船上で行われたサワラの採卵作業(香川県水産課提供) 船上で行われたサワラの採卵作業(香川県水産課提供)

 サワラの漁獲量回復に向け、香川県は11日夜、小豆島北部や播磨灘南西部などの海域で、種苗生産のための採卵作業を行った。採取した卵を人工授精し、約7センチの稚魚に育て、約12万匹を6月下旬に瀬戸内6府県の海域に放流する。
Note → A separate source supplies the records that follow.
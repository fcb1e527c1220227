//! Per-user and global admission control for job submission.
//!
//! Each user gets minute/hour/day request windows plus a concurrent-job
//! ceiling, keyed by role. Two global ceilings cap system-wide concurrency
//! and job starts per minute. Windows reset lazily on read; there is no
//! background sweep. State is process-local, owned by the orchestrator that
//! created the limiter.

use std::collections::HashMap;
use std::time::Duration;

use parking_lot::Mutex;
use serde::{Deserialize, Serialize};

const MINUTE_MS: u128 = 60_000;
const HOUR_MS: u128 = 3_600_000;
const DAY_MS: u128 = 86_400_000;

/// Caller role, selecting a default limit table.
#[derive(Debug, Clone, Copy, PartialEq, Eq, Serialize, Deserialize)]
#[serde(rename_all = "snake_case")]
pub enum Role {
    /// Learners generating practice material.
    Student,
    /// Course authors; higher ceilings.
    Instructor,
    /// Operators; highest ceilings.
    Admin,
}

/// Per-role admission ceilings.
#[derive(Debug, Clone, Serialize, Deserialize)]
pub struct RoleLimits {
    /// Job submissions allowed per minute.
    pub requests_per_minute: u32,
    /// Job submissions allowed per hour.
    pub requests_per_hour: u32,
    /// Job submissions allowed per day.
    pub requests_per_day: u32,
    /// Concurrently active jobs allowed.
    pub max_concurrent_jobs: u32,
}

/// System-wide admission ceilings.
#[derive(Debug, Clone, Serialize, Deserialize)]
pub struct GlobalLimits {
    /// Concurrently active jobs across all users.
    pub max_concurrent_jobs: u32,
    /// Job starts allowed per minute across all users.
    pub max_starts_per_minute: u32,
}

/// Full rate-limit configuration: one table per role plus global ceilings.
#[derive(Debug, Clone, Serialize, Deserialize)]
#[serde(default)]
pub struct RateLimitConfig {
    /// Limits for [`Role::Student`].
    pub student: RoleLimits,
    /// Limits for [`Role::Instructor`].
    pub instructor: RoleLimits,
    /// Limits for [`Role::Admin`].
    pub admin: RoleLimits,
    /// Global ceilings.
    pub global: GlobalLimits,
}

impl Default for RateLimitConfig {
    fn default() -> Self {
        Self {
            student: RoleLimits {
                requests_per_minute: 2,
                requests_per_hour: 10,
                requests_per_day: 20,
                max_concurrent_jobs: 1,
            },
            instructor: RoleLimits {
                requests_per_minute: 5,
                requests_per_hour: 30,
                requests_per_day: 100,
                max_concurrent_jobs: 3,
            },
            admin: RoleLimits {
                requests_per_minute: 20,
                requests_per_hour: 200,
                requests_per_day: 1_000,
                max_concurrent_jobs: 10,
            },
            global: GlobalLimits {
                max_concurrent_jobs: 25,
                max_starts_per_minute: 30,
            },
        }
    }
}

impl RateLimitConfig {
    /// Limit table for a role.
    #[must_use]
    pub const fn limits_for(&self, role: Role) -> &RoleLimits {
        match role {
            Role::Student => &self.student,
            Role::Instructor => &self.instructor,
            Role::Admin => &self.admin,
        }
    }
}

/// Why an admission was denied.
#[derive(Debug, Clone, Copy, PartialEq, Eq, Serialize, Deserialize)]
#[serde(rename_all = "snake_case")]
pub enum DenyReason {
    /// The user already has their maximum number of active jobs.
    UserConcurrency,
    /// The system is at its global concurrency ceiling.
    GlobalConcurrency,
    /// Too many jobs started system-wide this minute.
    GlobalStartRate,
    /// Per-user minute window exhausted.
    MinuteRate,
    /// Per-user hour window exhausted.
    HourRate,
    /// Per-user day window exhausted.
    DayRate,
}

impl DenyReason {
    /// Actionable, user-facing message for this denial.
    #[must_use]
    pub const fn user_message(self) -> &'static str {
        match self {
            Self::UserConcurrency => {
                "You already have a generation job in progress. Wait for it to finish before starting another."
            }
            Self::GlobalConcurrency | Self::GlobalStartRate => {
                "The system is at capacity right now. Please try again shortly."
            }
            Self::MinuteRate => "Too many requests this minute. Slow down and try again.",
            Self::HourRate => "Hourly request limit reached. Try again later this hour.",
            Self::DayRate => "Daily request limit reached. Try again tomorrow.",
        }
    }
}

/// Result of an admission check.
#[derive(Debug, Clone)]
pub struct Admission {
    /// Whether the submission may proceed.
    pub allowed: bool,
    /// Denial reason, present when not allowed.
    pub reason: Option<DenyReason>,
    /// When retrying may succeed, for window-based denials.
    pub retry_after: Option<Duration>,
}

impl Admission {
    const fn allowed() -> Self {
        Self {
            allowed: true,
            reason: None,
            retry_after: None,
        }
    }

    const fn denied(reason: DenyReason, retry_after: Option<Duration>) -> Self {
        Self {
            allowed: false,
            reason: Some(reason),
            retry_after,
        }
    }
}

#[derive(Debug, Clone)]
struct CountWindow {
    count: u32,
    window_ms: u128,
    reset_at_ms: u128,
}

impl CountWindow {
    const fn new(window_ms: u128, now_ms: u128) -> Self {
        Self {
            count: 0,
            window_ms,
            reset_at_ms: now_ms + window_ms,
        }
    }

    /// Lazy reset: a window whose time has elapsed restarts at zero.
    fn refresh(&mut self, now_ms: u128) {
        if now_ms >= self.reset_at_ms {
            self.count = 0;
            self.reset_at_ms = now_ms + self.window_ms;
        }
    }

    fn retry_after(&self, now_ms: u128) -> Duration {
        let remaining = self.reset_at_ms.saturating_sub(now_ms).max(1);
        Duration::from_millis(u64::try_from(remaining).unwrap_or(u64::MAX))
    }
}

#[derive(Debug)]
struct UserWindows {
    minute: CountWindow,
    hour: CountWindow,
    day: CountWindow,
    active_jobs: u32,
}

impl UserWindows {
    const fn new(now_ms: u128) -> Self {
        Self {
            minute: CountWindow::new(MINUTE_MS, now_ms),
            hour: CountWindow::new(HOUR_MS, now_ms),
            day: CountWindow::new(DAY_MS, now_ms),
            active_jobs: 0,
        }
    }
}

#[derive(Debug)]
struct LimiterInner {
    users: HashMap<String, UserWindows>,
    global_active: u32,
    global_starts: CountWindow,
}

/// Admission-control gate for job submission.
pub struct RateLimiter {
    config: RateLimitConfig,
    inner: Mutex<LimiterInner>,
}

impl RateLimiter {
    /// Create a limiter with the given configuration.
    #[must_use]
    pub fn new(config: RateLimitConfig, now_ms: u128) -> Self {
        Self {
            config,
            inner: Mutex::new(LimiterInner {
                users: HashMap::new(),
                global_active: 0,
                global_starts: CountWindow::new(MINUTE_MS, now_ms),
            }),
        }
    }

    /// Check all ceilings for `user_id` and, if admitted, record the start.
    ///
    /// Concurrency is checked before request rates so a user blocked on
    /// concurrency gets a specific message instead of a generic rate one.
    /// On admission every counter increment happens atomically under one
    /// lock, so a concurrent `admit` cannot observe a half-recorded start.
    pub fn admit(&self, user_id: &str, role: Role, now_ms: u128) -> Admission {
        let limits = self.config.limits_for(role);
        let mut inner = self.inner.lock();

        inner.global_starts.refresh(now_ms);
        {
            let user = inner
                .users
                .entry(user_id.to_owned())
                .or_insert_with(|| UserWindows::new(now_ms));
            user.minute.refresh(now_ms);
            user.hour.refresh(now_ms);
            user.day.refresh(now_ms);

            if user.active_jobs >= limits.max_concurrent_jobs {
                tracing::debug!(user = user_id, "denied: user concurrency ceiling");
                return Admission::denied(DenyReason::UserConcurrency, None);
            }
        }
        if inner.global_active >= self.config.global.max_concurrent_jobs {
            tracing::warn!("denied: global concurrency ceiling");
            return Admission::denied(DenyReason::GlobalConcurrency, None);
        }
        if inner.global_starts.count >= self.config.global.max_starts_per_minute {
            let retry_after = inner.global_starts.retry_after(now_ms);
            tracing::warn!("denied: global start rate");
            return Admission::denied(DenyReason::GlobalStartRate, Some(retry_after));
        }

        {
            let Some(user) = inner.users.get_mut(user_id) else {
                // Entry inserted above; a missing one means the map was
                // mutated concurrently, which the lock forbids.
                return Admission::denied(DenyReason::UserConcurrency, None);
            };
            if user.minute.count >= limits.requests_per_minute {
                let retry_after = user.minute.retry_after(now_ms);
                return Admission::denied(DenyReason::MinuteRate, Some(retry_after));
            }
            if user.hour.count >= limits.requests_per_hour {
                let retry_after = user.hour.retry_after(now_ms);
                return Admission::denied(DenyReason::HourRate, Some(retry_after));
            }
            if user.day.count >= limits.requests_per_day {
                let retry_after = user.day.retry_after(now_ms);
                return Admission::denied(DenyReason::DayRate, Some(retry_after));
            }

            user.minute.count += 1;
            user.hour.count += 1;
            user.day.count += 1;
            user.active_jobs += 1;
        }
        inner.global_active += 1;
        inner.global_starts.count += 1;
        Admission::allowed()
    }

    /// Release one active-job slot for `user_id`.
    ///
    /// Called on every job exit path, success or failure, so quota can never
    /// leak. Saturating: releasing an unknown or idle user is a no-op.
    pub fn release(&self, user_id: &str) {
        let mut inner = self.inner.lock();
        let held_slot = inner.users.get_mut(user_id).is_some_and(|user| {
            if user.active_jobs > 0 {
                user.active_jobs -= 1;
                true
            } else {
                false
            }
        });
        // The global counter only moves for a slot this user really held,
        // so a spurious release cannot free someone else's capacity.
        if held_slot {
            inner.global_active = inner.global_active.saturating_sub(1);
        }
    }

    /// Currently active jobs for a user (diagnostics).
    #[must_use]
    pub fn active_jobs(&self, user_id: &str) -> u32 {
        self.inner
            .lock()
            .users
            .get(user_id)
            .map_or(0, |u| u.active_jobs)
    }

    /// Currently active jobs system-wide (diagnostics).
    #[must_use]
    pub fn global_active_jobs(&self) -> u32 {
        self.inner.lock().global_active
    }
}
 採卵・人工授精は、瀬戸内海海域栽培漁業推進協議会(瀬戸内11府県と各漁連などで構成)の一員として、香川県が漁業者の協力を得て実施した。

 刺し網漁で捕ったサワラを漁船から受け取って、県有船上で採卵・採精。この日だけで、目標の受精卵約100万粒を確保した。

 サワラはスズキ目・サバ科の海水魚。サゴシ、ナギ、サワラと成長するにつれて呼び名が変わる出世魚。漢字では「鰆」と書く。

 県内のサワラ漁獲量は、昭和61年の1075トンをピークに減少を続け、平成10年には17トンまで落ち込んだ。漁獲量回復のため、同年から種苗生産と放流が始まり、昨年は331トンだった。